The HPC world, particularly in the U.S. is waiting for the next series of transitions to far larger machines with exascale capabilities. By this time next year, the bi-annual ranking of the top 500 most powerful systems will be refreshed at the top as Frontier, El Capitan, Aurora and other DoE supers come online.
In the meantime, there have been several pre-exascale systems that appeared more recently across the U.S. national labs, not to mention several research workhorses that sported true architectural diversity, from Arm-based processors, to the latest GPUs from both Nvidia and AMD, not mention AMD as a rising CPU force in HPC or the new wave of AI-specific accelerators.
Lawrence Livermore National Lab has been at the forefront of all of those architectures over the last year in particular across systems like the just-announced Mammoth machine, the expanded Corona supercomputer, the existing Sierra and Lassen supercomputers that are paving the way for El Capitan, and as of today, yet another machine in the lineup, Ruby, a top 100-class all CPU (Intel Platinum) super, which we’ll get to in a moment. This is all coupled with recent investments in AI accelerators, including a SambaNova rack attached to Corona and the wafer-scale Cerebras machine attached to Lassen.
All of these developments made the lab one to watch this year from an applications point of view, but it was the addition of so much new hardware that kept them at the front of the news cycle throughout most of the year.
While the center was already planning around AI acceleration for its cognitive simulation aims and had a number of clusters in the works, it was the coronavirus funding that really stepped up their HPC ambitions across a number of machines. The CARES Act allowed for expanding the size of Mammoth, the Corona supercomputer’s expansion (the system’s name is coincidence, by the way), and the same goes for the newest addition, Ruby.
“We took a different approach than the other three labs that got CARES funding. Some brought in a single system to hit a small portion of their COVID workflow. We went out and talked to application teams to see what they were missing and brought in systems and balanced them to address different pieces of the overall workflow for coronavirus instead of just dropping a single system on the floor,” Trent D’Hooge, HPC integration and systems administrator at LLNL, tells us.

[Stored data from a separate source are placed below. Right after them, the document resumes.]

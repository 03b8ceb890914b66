use csv::{QuoteStyle, Terminator, WriterBuilder};
use serde::Serialize;
use serde_json::Value;
use thiserror::Error;

use crate::adapters::gas_sync::is_secure_url;
use crate::domain::calculations::{charge_speed_kw, charged_kwh, cost, duration_minutes};
use crate::domain::formatting::{format_date, format_duration, number_or_empty, parse_local_datetime};
use crate::domain::legacy::{normalize_location, normalize_record, normalize_settings};
use crate::domain::models::{
    ChargingLocation, ChargingRecord, DEFAULT_ELECTRICITY_RATE, Language, VehicleSettings,
};

pub const BACKUP_FORMAT_VERSION: &str = "3.0.0";
const BOM: &str = "\u{feff}";

const HEADERS_EN: [&str; 14] = [
    "Date",
    "Start Time",
    "End Time",
    "Odometer",
    "Start %",
    "End %",
    "Start Range",
    "End Range",
    "Charged kWh",
    "Cost (JPY)",
    "Duration",
    "Charge Speed (kW)",
    "Efficiency",
    "Location",
];

const HEADERS_JA: [&str; 14] = [
    "日時",
    "開始時刻",
    "終了時刻",
    "走行距離",
    "開始%",
    "終了%",
    "開始航続",
    "終了航続",
    "充電量kWh",
    "コスト(円)",
    "所要時間",
    "充電速度(kW)",
    "電費",
    "場所",
];

#[derive(Debug, Error)]
pub enum BackupError {
    #[error("backup is not valid JSON: {0}")]
    Json(#[from] serde_json::Error),
    #[error("backup must be a JSON object")]
    NotAnObject,
    #[error("csv encoding failed: {0}")]
    Csv(#[from] csv::Error),
    #[error("csv buffer could not be finalized")]
    CsvBuffer,
}

fn headers(lang: Language) -> &'static [&'static str; 14] {
    match lang {
        Language::En => &HEADERS_EN,
        Language::Ja => &HEADERS_JA,
    }
}

/// UTF-8 CSV with a BOM so spreadsheet apps detect the encoding. Derived
/// columns are recomputed from the battery deltas and timestamps.
pub fn export_csv(
    history: &[ChargingRecord],
    settings: &VehicleSettings,
    lang: Language,
) -> Result<String, BackupError> {
    let capacity = settings.capacity_or_default();
    let rate = if settings.electricity_rate > 0.0 {
        settings.electricity_rate
    } else {
        DEFAULT_ELECTRICITY_RATE
    };

    let mut writer = WriterBuilder::new()
        .quote_style(QuoteStyle::Always)
        .terminator(Terminator::Any(b'\n'))
        .from_writer(Vec::new());

    for record in history {
        let session = &record.session;
        let kwh = charged_kwh(capacity, session.start_battery, record.end_battery);
        let duration = if session.start_time.is_empty() || record.end_time.is_empty() {
            0.0
        } else {
            duration_minutes(&session.start_time, &record.end_time)
        };

        writer.write_record([
            format_date(&session.start_time),
            session.start_time.clone(),
            record.end_time.clone(),
            number_or_empty(session.odometer),
            number_or_empty(session.start_battery),
            number_or_empty(record.end_battery),
            number_or_empty(session.start_range),
            number_or_empty(record.end_range),
            format!("{kwh:.1}"),
            cost(kwh, rate).to_string(),
            format_duration(duration),
            format!("{:.1}", charge_speed_kw(kwh, duration)),
            number_or_empty(session.efficiency),
            session.location_name.clone(),
        ])?;
    }

    let rows = writer.into_inner().map_err(|_| BackupError::CsvBuffer)?;
    let rows = String::from_utf8(rows).map_err(|_| BackupError::CsvBuffer)?;

    Ok(format!("{BOM}{}\n{rows}", headers(lang).join(",")))
}

#[derive(Debug, Clone, Serialize)]
#[serde(rename_all = "camelCase")]
pub struct BackupDocument<'a> {
    pub version: &'static str,
    pub exported_at: String,
    pub history: &'a [ChargingRecord],
    pub locations: &'a [ChargingLocation],
    pub settings: &'a VehicleSettings,
}

pub fn export_json(
    history: &[ChargingRecord],
    locations: &[ChargingLocation],
    settings: &VehicleSettings,
    exported_at: String,
) -> Result<String, BackupError> {
    let document = BackupDocument {
        version: BACKUP_FORMAT_VERSION,
        exported_at,
        history,
        locations,
        settings,
    };

    Ok(serde_json::to_string_pretty(&document)?)
}

/// Entries that passed validation; nothing has been merged yet.
#[derive(Debug, Clone, Default, PartialEq)]
pub struct ImportBundle {
    pub records: Vec<ChargingRecord>,
    pub locations: Vec<ChargingLocation>,
    pub settings: Option<VehicleSettings>,
    pub rejected_records: usize,
    pub rejected_locations: usize,
}

/// Parses a backup. An unparseable document fails as a whole; individual
/// entries that fail validation are dropped and counted.
pub fn parse_backup(raw: &str) -> Result<ImportBundle, BackupError> {
    let value: Value = serde_json::from_str(raw)?;
    let object = value.as_object().ok_or(BackupError::NotAnObject)?;

    let mut bundle = ImportBundle::default();

    for entry in object
        .get("history")
        .and_then(Value::as_array)
        .map(Vec::as_slice)
        .unwrap_or_default()
    {
        match validate_record(entry) {
            Some(record) => bundle.records.push(record),
            None => bundle.rejected_records += 1,
        }
    }

    for entry in object
        .get("locations")
        .and_then(Value::as_array)
        .map(Vec::as_slice)
        .unwrap_or_default()
    {
        match validate_location(entry) {
            Some(location) => bundle.locations.push(location),
            None => bundle.rejected_locations += 1,
        }
    }

    bundle.settings = object.get("settings").and_then(validate_settings);

    if bundle.rejected_records > 0 || bundle.rejected_locations > 0 {
        tracing::warn!(
            rejected_records = bundle.rejected_records,
            rejected_locations = bundle.rejected_locations,
            "backup contained invalid entries"
        );
    }

    Ok(bundle)
}

fn has_id(entry: &Value) -> bool {
    match entry.get("id") {
        Some(Value::String(id)) => !id.trim().is_empty(),
        Some(Value::Number(_)) => true,
        _ => false,
    }
}

/// A record needs an id and a readable start time; everything else may be
/// missing and falls back to the normalization defaults.
fn validate_record(entry: &Value) -> Option<ChargingRecord> {
    if !has_id(entry) {
        return None;
    }
    let record = normalize_record(entry).ok()?;
    parse_local_datetime(&record.session.start_time)?;
    Some(record)
}

fn validate_location(entry: &Value) -> Option<ChargingLocation> {
    if !has_id(entry) {
        return None;
    }
    normalize_location(entry)
        .ok()
        .filter(|location| !location.name.trim().is_empty())
}

fn validate_settings(entry: &Value) -> Option<VehicleSettings> {
    if !entry.is_object() {
        return None;
    }
    let settings = normalize_settings(entry);
    if !settings.gas_url.is_empty() && !is_secure_url(&settings.gas_url) {
        tracing::warn!("ignoring imported settings with a non-https sync url");
        return None;
    }
    Some(settings)
}
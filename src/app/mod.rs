mod config;
mod error;
mod logging;
pub mod runtime;
pub mod services;
pub mod workflow;

pub use error::AppError;

fn bootstrap(component: &str) -> Result<config::AppConfig, AppError> {
    dotenvy::dotenv().ok();
    logging::init()?;

    let config = config::AppConfig::from_env()?;

    tracing::info!(
        component,
        db_path = %config.db_path,
        http_bind = %config.http_bind,
        sync_interval_ms = config.sync_interval_ms,
        max_session_hours = config.max_session_hours,
        connectivity_timeout_ms = config.connectivity_timeout_ms,
        "application bootstrap initialized"
    );

    Ok(config)
}

/// API server and sync worker in one process.
pub fn run() -> Result<(), AppError> {
    runtime::run(bootstrap("all")?)
}

pub fn run_api() -> Result<(), AppError> {
    runtime::run_api(bootstrap("api")?)
}

pub fn run_sync() -> Result<(), AppError> {
    runtime::run_sync(bootstrap("sync")?)
}
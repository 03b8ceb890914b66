use std::sync::Arc;
use std::sync::atomic::{AtomicBool, Ordering};

use actix_web::web;
use serde::Serialize;

use crate::adapters::connectivity::ConnectivityProbe;
use crate::adapters::gas_sync::{
    GasTransport, build_inspection_payload, build_maintenance_payload, build_payload,
    retry_queue, send,
};
use crate::app::services::{
    ChargingCommandHandler, ChargingQueryHandler, ServiceError, SettingsHandler,
};
use crate::domain::models::{ChargingRecord, GasPayload, InspectionRecord, MaintenanceRecord};
use crate::domain::session_state::{EndReadings, SessionLimits};

#[derive(Debug, Clone, Copy, PartialEq, Eq, Serialize)]
#[serde(rename_all = "camelCase")]
pub enum CompletionOutcome {
    SavedAndSent,
    SavedQueued,
    /// No sync endpoint configured.
    Saved,
    /// The send failed and the payload could not be queued either.
    SavedNotSynced,
}

impl CompletionOutcome {
    pub fn message(self) -> &'static str {
        match self {
            Self::SavedAndSent => "Saved and sent",
            Self::SavedQueued => "Saved; queued for sync",
            Self::Saved => "Saved",
            Self::SavedNotSynced => "Saved; sync failed and was not queued",
        }
    }
}

#[derive(Debug, Clone, PartialEq, Serialize)]
#[serde(rename_all = "camelCase")]
pub struct Completed<T> {
    pub record: T,
    pub outcome: CompletionOutcome,
}

#[derive(Debug, Clone, Copy, PartialEq, Eq, Serialize)]
#[serde(rename_all = "camelCase")]
pub struct DrainReport {
    pub sent_count: usize,
    pub remaining: usize,
    pub online: bool,
    /// Another drain was already running in this process.
    pub skipped: bool,
}

/// Lets one queue drain run at a time. Clones share the same flag.
#[derive(Debug, Clone, Default)]
pub struct DrainGate {
    busy: Arc<AtomicBool>,
}

impl DrainGate {
    pub fn new() -> Self {
        Self::default()
    }

    fn try_enter(&self) -> Option<DrainPermit> {
        self.busy
            .compare_exchange(false, true, Ordering::AcqRel, Ordering::Acquire)
            .ok()
            .map(|_| DrainPermit {
                busy: Arc::clone(&self.busy),
            })
    }
}

struct DrainPermit {
    busy: Arc<AtomicBool>,
}

impl Drop for DrainPermit {
    fn drop(&mut self) {
        self.busy.store(false, Ordering::Release);
    }
}

/// Saves the record first; delivery problems after that point only change
/// the reported outcome.
pub async fn complete_session<S>(
    service: &S,
    transport: &dyn GasTransport,
    end: &EndReadings,
    limits: SessionLimits,
) -> Result<Completed<ChargingRecord>, ServiceError>
where
    S: ChargingCommandHandler + SettingsHandler,
{
    let record = service.complete_session(end, limits)?;
    let outcome = deliver(service, transport, build_payload(&record)).await;

    Ok(Completed { record, outcome })
}

pub async fn sync_maintenance<S>(
    service: &S,
    transport: &dyn GasTransport,
    record: MaintenanceRecord,
) -> Result<Completed<MaintenanceRecord>, ServiceError>
where
    S: ChargingCommandHandler + SettingsHandler,
{
    let outcome = deliver(service, transport, build_maintenance_payload(&record)).await;
    Ok(Completed { record, outcome })
}

pub async fn sync_inspection<S>(
    service: &S,
    transport: &dyn GasTransport,
    record: InspectionRecord,
) -> Result<Completed<InspectionRecord>, ServiceError>
where
    S: ChargingCommandHandler + SettingsHandler,
{
    let outcome = deliver(service, transport, build_inspection_payload(&record)).await;
    Ok(Completed { record, outcome })
}

/// The record is already stored, so storage errors here are logged rather
/// than returned.
async fn deliver<S>(
    service: &S,
    transport: &dyn GasTransport,
    payload: GasPayload,
) -> CompletionOutcome
where
    S: ChargingCommandHandler + SettingsHandler,
{
    let id = payload.id().to_string();
    match try_deliver(service, transport, payload).await {
        Ok(outcome) => outcome,
        Err(error) => {
            tracing::error!(id = %id, error = %error, "payload neither sent nor queued");
            CompletionOutcome::SavedNotSynced
        }
    }
}

async fn try_deliver<S>(
    service: &S,
    transport: &dyn GasTransport,
    payload: GasPayload,
) -> Result<CompletionOutcome, ServiceError>
where
    S: ChargingCommandHandler + SettingsHandler,
{
    let url = service.settings()?.settings.gas_url;
    if url.is_empty() {
        return Ok(CompletionOutcome::Saved);
    }

    match send(transport, &url, &payload).await {
        Ok(true) => Ok(CompletionOutcome::SavedAndSent),
        Ok(false) => {
            service.enqueue(payload)?;
            Ok(CompletionOutcome::SavedQueued)
        }
        Err(error) => {
            tracing::warn!(id = payload.id(), error = %error, "payload not sent");
            service.enqueue(payload)?;
            Ok(CompletionOutcome::SavedQueued)
        }
    }
}

/// Runs the blocking probe on actix's blocking pool.
pub async fn check_online(probe: Arc<dyn ConnectivityProbe>, url: String) -> bool {
    if url.is_empty() {
        return false;
    }

    match web::block(move || probe.is_online(&url)).await {
        Ok(online) => online,
        Err(error) => {
            tracing::warn!(error = %error, "connectivity probe did not finish");
            false
        }
    }
}

/// One full pass over the offline queue. Returns a skipped report when
/// another pass holds the gate. Only delivered payloads are removed when
/// settling, so items enqueued during the pass keep their place.
pub async fn drain_queue<S>(
    service: &S,
    transport: &dyn GasTransport,
    probe: Arc<dyn ConnectivityProbe>,
    gate: &DrainGate,
) -> Result<DrainReport, ServiceError>
where
    S: ChargingCommandHandler + ChargingQueryHandler + SettingsHandler,
{
    let Some(_permit) = gate.try_enter() else {
        tracing::debug!("queue drain already running");
        return Ok(DrainReport {
            sent_count: 0,
            remaining: service.offline_queue()?.len(),
            online: false,
            skipped: true,
        });
    };

    let queue = service.offline_queue()?;
    if queue.is_empty() {
        return Ok(DrainReport {
            sent_count: 0,
            remaining: 0,
            online: false,
            skipped: false,
        });
    }

    let url = service.settings()?.settings.gas_url;
    let online = check_online(probe, url.clone()).await;

    let outcome = retry_queue(transport, &url, queue, online).await;
    let remaining = if outcome.sent.is_empty() {
        service.offline_queue()?.len()
    } else {
        service.settle_queue(&outcome.sent)?
    };

    Ok(DrainReport {
        sent_count: outcome.sent_count,
        remaining,
        online,
        skipped: false,
    })
}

By being clever about creating a cross-machine workflow for their part of the CARES-funded research, the team was able to get maximum bang for buck out of several machines, adding to some while also using the opportunity to do interesting things for some backend operations, including work on their file systems and data management platforms, as described in a bit more detail in our description of the recent Mammoth machine. Mammoth was part of the $8.7 million in CARES Act funding that Lawrence Livermore received to help fight the coronavirus pandemic earlier this year. These funds were used to build out the “Corona” supercomputer, which we wrote about here last month as well.
“We were strategic about the funding and could partner with AMD and Intel to make our dollars go farther than might have happened with others. In the background we had our cognitive simulation and the normal big ticket things like El Capitan percolating in the background,” Ian Karlin, a computer scientist involved with several of the new machines, adds.
The uniqueness of LLNL’s distribution of the CARES funds allowed the lab to keep at the forefront of HPC on multiple fronts, enabling upgrades and further allowed them to fine-tune key parts of the CARES-related Covid research workflow to the right architecture given the range of options now available across AMD, Nvidia, Intel and other AI specific accelerators.
Below is an overview of the computing resources at LLNL overall, sorted by the most powerful in terms of capability, with Mammoth at the bottom due to a lack of updated information for this chart. Click to open in full.
The new Ruby cluster, pictured at the top, is a sizable workhorse. D’Hooge says they had it up and running LINPACK in time for the Top 500 announcement in a few days within a single week, which should place them in the top 100. There’s nothing fancy about the system, necessarily, other than the Asetek water cooling, which involved adding in a secondary loop via a Motivair CDU with 1.5 megawatts of cooling capacity) with Supermicro and Asetek figuring out the optimal cooling configuration. The datacenter where Ruby has support for 80kW per rack, but so far teams are only using 60.
LLNL COVID-19 researchers also have begun using Ruby to compute the molecular docking calculations needed for discovering small molecules capable of binding to protein sites in the structure of SARS-CoV-2 for drug discovery purposes.
“Ruby is excellent for running the molecular docking calculations,” said LLNL Biochemical and Biophysical Systems Group Leader Felice Lightstone, who heads the COVID-19 small molecule work. “Our early access on Ruby is allowing us to screen about 130 million compounds per day when using the entire machine. As our COVID-19 therapeutic effort moves toward optimizing compounds we have identified as promising, Ruby allows us to maximize the throughput of our new designs,” said Chris Clouse, acting program director for LLNL’s ASC program.